「若気の至りでしょ」
フフフと笑ったら、
「年より臭いわよ」
と笑われた。
ウルフの話題で盛り上がる生徒の横を通り抜け、下駄箱に向かう。
「井上」
千里を呼び止める声に二人で振り返る。
そこにいたのは担任の40代の体育教師だ。
「帰るところ悪いが、次回の代表委員会の書類整理を手伝ってもらいたい。頼めるか?」
申し訳なさそうな顔はしてるものの、千里に断らせるつもりは無さそうだ。
「あ、はい。響、ごめん、先に帰ってて」
「りょ~かい」
千里は人が良いから断らないんだよ。
損な性格だといつも思う。
「悪いな、篠宮」
「別に」
先生を一瞥して歩き出す。
「響、また明日」
背中にかけられた千里の声に振り返らずに片手を上げた。
クラス委員は色々と大変だな。
私には絶対向いてないと思いながら、バイト先のレンタルショップへと向かった。
バイト先の店は、大手と違い下町のレンタルショップなので、こじんまりとしていて気に入ってる。
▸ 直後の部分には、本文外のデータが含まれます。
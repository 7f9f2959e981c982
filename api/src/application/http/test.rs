pub mod page_test;

use std::sync::Arc;

use axum_test::TestServer;
use url::Url;

use crate::{
    application::http::server::http_server::{router, state},
    args::{Args, ImageArgs, LlmArgs, LogArgs, ServerArgs, SessionArgs},
};

pub const JPEG: &[u8] = &[
    0xFF, 0xD8, 0xFF, 0xE0, 0x00, 0x10, b'J', b'F', b'I', b'F', 0x00, 0x01, 0x01, 0x00, 0xFF,
    0xD9,
];
pub const PNG: &[u8] = b"\x89PNG\r\n\x1a\n\0\0\0\rIHDR\0\0\0\x01\0\0\0\x01";
pub const MODEL_REPLY: &str =
    "1. Apple - 95 cal\n2. Sandwich - 350 cal\n----\nTotal: 445 cal\nHealthy";

pub fn test_args(gemini_base_url: &str, api_key: Option<&str>) -> Args {
    Args {
        server: ServerArgs {
            host: "127.0.0.1".to_string(),
            port: 0,
            root_path: String::new(),
            allowed_origins: vec!["http://localhost:3333".to_string()],
            metrics_enabled: false,
        },
        llm: LlmArgs {
            google_api_key: api_key.map(str::to_string),
            gemini_model: "gemini-1.5-flash".to_string(),
            gemini_base_url: Url::parse(gemini_base_url).unwrap(),
        },
        image: ImageArgs {
            max_image_bytes: 1024 * 1024,
            declared_media_type: "image/jpeg".to_string(),
        },
        session: SessionArgs {
            ttl_secs: 3600,
            secure_cookies: false,
        },
        log: LogArgs {
            filter: "info".to_string(),
            json: false,
        },
    }
}

pub fn test_server(args: Args) -> TestServer {
    let state = state(Arc::new(args)).unwrap();
    let app = router(state).unwrap();

    TestServer::builder().save_cookies().build(app).unwrap()
}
無理に愛想を振り撒かなくても良いし、静かで居心地が良い。
レンタルショップの隣にある大きな本屋の社長が、趣味と実益を兼ねて運営してるので、何かと緩い。
私にはちょうど良いバイト先。
中々良いところを見つけたと思ってる。
「お疲れさまです」
店に入ってすぐにあるカウンターへと挨拶をすれば、
「おつかれ、響ちゃん」
社長自らが店のエプロンを着けて店員と化していた。
「社長、またカウンターに入ってるんですか?」
「うん、暇だしね」
呆れ顔で聞いた私ににっこりと笑った社長。
暇潰しの道楽にレンタルショップを経営して、尚且つ店員となる不思議な社長だ。
「着替えてきます」
カウンターを通り越して、奥のスタッフルームへと進んだ。
「はいは~い。いってらっしゃい」
ひらひらと手を振ってるであろう社長は、おおらかで人が良い。
彼のお陰で、このバイトにもすぐに慣れたのは間違いない。